%%

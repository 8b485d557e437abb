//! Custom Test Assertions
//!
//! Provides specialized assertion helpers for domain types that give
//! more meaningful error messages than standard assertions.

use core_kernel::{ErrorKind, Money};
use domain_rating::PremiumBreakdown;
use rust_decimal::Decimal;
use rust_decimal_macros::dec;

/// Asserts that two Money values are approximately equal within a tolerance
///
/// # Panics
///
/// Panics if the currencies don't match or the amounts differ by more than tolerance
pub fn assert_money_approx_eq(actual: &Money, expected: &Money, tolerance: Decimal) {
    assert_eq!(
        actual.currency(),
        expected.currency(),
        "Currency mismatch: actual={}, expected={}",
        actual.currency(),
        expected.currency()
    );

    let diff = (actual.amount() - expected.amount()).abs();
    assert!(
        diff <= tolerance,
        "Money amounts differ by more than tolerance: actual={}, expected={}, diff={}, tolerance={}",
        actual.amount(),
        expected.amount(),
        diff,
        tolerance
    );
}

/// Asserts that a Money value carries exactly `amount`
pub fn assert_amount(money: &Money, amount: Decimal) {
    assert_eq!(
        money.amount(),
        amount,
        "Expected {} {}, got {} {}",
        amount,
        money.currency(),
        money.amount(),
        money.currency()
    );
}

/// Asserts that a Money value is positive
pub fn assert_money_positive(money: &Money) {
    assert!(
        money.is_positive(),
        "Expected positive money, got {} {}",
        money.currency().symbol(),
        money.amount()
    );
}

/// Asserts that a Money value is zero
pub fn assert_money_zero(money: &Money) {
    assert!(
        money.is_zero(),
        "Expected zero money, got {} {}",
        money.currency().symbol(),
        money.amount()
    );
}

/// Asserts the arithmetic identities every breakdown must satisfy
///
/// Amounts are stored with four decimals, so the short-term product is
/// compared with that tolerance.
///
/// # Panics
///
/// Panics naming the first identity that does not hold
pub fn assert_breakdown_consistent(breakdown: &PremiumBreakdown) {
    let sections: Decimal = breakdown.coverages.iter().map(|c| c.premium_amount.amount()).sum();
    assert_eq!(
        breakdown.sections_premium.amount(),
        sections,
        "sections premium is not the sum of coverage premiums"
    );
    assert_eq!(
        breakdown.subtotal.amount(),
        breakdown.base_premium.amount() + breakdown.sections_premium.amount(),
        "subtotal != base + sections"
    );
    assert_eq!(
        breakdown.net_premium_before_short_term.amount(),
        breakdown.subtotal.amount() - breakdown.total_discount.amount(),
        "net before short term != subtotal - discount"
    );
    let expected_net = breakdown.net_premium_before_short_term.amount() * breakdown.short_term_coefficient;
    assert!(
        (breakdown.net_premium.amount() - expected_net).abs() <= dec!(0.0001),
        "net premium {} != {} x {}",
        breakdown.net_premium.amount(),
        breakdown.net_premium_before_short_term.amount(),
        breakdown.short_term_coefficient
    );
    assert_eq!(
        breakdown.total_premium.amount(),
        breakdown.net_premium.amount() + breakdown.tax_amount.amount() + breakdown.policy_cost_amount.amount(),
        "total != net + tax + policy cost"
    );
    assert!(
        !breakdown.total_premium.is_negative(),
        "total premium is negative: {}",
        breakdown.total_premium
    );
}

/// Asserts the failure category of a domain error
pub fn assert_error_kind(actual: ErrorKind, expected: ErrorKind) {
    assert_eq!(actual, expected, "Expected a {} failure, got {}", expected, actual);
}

%%
%%

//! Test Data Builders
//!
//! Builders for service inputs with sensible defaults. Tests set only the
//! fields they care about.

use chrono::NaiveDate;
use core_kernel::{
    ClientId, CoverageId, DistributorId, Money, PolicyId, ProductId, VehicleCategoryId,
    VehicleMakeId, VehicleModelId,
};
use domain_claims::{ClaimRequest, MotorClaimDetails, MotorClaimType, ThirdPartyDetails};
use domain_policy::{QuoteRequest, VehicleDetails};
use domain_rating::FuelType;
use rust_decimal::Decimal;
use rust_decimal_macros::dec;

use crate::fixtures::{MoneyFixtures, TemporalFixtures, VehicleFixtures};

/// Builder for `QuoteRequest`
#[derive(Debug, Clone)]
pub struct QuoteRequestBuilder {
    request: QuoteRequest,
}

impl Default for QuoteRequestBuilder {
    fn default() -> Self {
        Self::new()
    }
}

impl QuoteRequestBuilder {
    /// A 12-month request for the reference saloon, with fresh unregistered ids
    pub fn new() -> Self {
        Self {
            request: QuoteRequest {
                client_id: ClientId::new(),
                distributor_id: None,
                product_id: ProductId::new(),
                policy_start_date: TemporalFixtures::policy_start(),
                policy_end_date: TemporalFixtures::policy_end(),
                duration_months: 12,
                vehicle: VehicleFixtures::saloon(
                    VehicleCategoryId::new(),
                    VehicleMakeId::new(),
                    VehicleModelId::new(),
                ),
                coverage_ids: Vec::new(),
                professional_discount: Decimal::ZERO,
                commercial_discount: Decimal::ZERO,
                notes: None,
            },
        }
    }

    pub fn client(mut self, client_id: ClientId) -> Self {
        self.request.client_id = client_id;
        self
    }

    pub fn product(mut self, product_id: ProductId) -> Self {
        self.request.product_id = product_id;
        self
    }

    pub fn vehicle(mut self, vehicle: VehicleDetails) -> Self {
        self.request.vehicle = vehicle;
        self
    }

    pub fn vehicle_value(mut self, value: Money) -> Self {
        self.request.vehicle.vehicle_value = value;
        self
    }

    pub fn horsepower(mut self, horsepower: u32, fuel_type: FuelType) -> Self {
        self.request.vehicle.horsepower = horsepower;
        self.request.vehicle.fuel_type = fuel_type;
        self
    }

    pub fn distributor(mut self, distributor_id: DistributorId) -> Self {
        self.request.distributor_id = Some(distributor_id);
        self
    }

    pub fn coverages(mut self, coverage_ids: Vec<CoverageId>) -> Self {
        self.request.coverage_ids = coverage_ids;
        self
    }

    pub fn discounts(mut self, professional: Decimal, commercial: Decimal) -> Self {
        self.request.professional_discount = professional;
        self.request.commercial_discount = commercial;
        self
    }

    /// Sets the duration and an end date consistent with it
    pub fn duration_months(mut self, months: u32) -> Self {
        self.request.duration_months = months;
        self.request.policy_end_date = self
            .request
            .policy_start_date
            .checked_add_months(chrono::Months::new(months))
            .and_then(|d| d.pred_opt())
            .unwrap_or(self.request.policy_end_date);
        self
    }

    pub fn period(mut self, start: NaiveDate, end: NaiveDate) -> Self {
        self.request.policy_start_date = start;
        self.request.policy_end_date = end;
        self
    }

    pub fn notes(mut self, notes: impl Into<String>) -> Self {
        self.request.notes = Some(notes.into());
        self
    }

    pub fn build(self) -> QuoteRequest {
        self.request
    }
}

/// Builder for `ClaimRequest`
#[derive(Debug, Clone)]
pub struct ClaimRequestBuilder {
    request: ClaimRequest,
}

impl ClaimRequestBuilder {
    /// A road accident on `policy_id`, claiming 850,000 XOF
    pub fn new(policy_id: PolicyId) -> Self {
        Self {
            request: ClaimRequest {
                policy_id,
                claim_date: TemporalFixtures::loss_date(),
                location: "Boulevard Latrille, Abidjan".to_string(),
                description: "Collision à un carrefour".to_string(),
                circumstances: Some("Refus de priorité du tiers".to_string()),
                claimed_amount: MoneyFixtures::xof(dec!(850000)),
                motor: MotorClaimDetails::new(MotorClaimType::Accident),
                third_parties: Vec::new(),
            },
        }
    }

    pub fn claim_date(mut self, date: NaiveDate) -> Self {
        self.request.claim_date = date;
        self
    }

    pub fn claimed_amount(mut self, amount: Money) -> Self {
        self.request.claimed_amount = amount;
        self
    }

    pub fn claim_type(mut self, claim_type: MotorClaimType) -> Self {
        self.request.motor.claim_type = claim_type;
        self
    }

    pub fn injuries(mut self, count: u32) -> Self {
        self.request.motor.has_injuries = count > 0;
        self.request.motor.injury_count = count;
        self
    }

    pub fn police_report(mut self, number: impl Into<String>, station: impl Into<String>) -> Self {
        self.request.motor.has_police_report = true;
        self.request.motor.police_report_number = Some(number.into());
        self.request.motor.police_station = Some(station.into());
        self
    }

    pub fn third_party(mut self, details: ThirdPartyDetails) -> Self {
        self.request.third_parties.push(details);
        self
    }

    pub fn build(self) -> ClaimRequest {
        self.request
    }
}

%%

Whenever a line of the data above holds the word "ThirdPartyDetails", it counts once; report the total number of such lines and nothing more.

2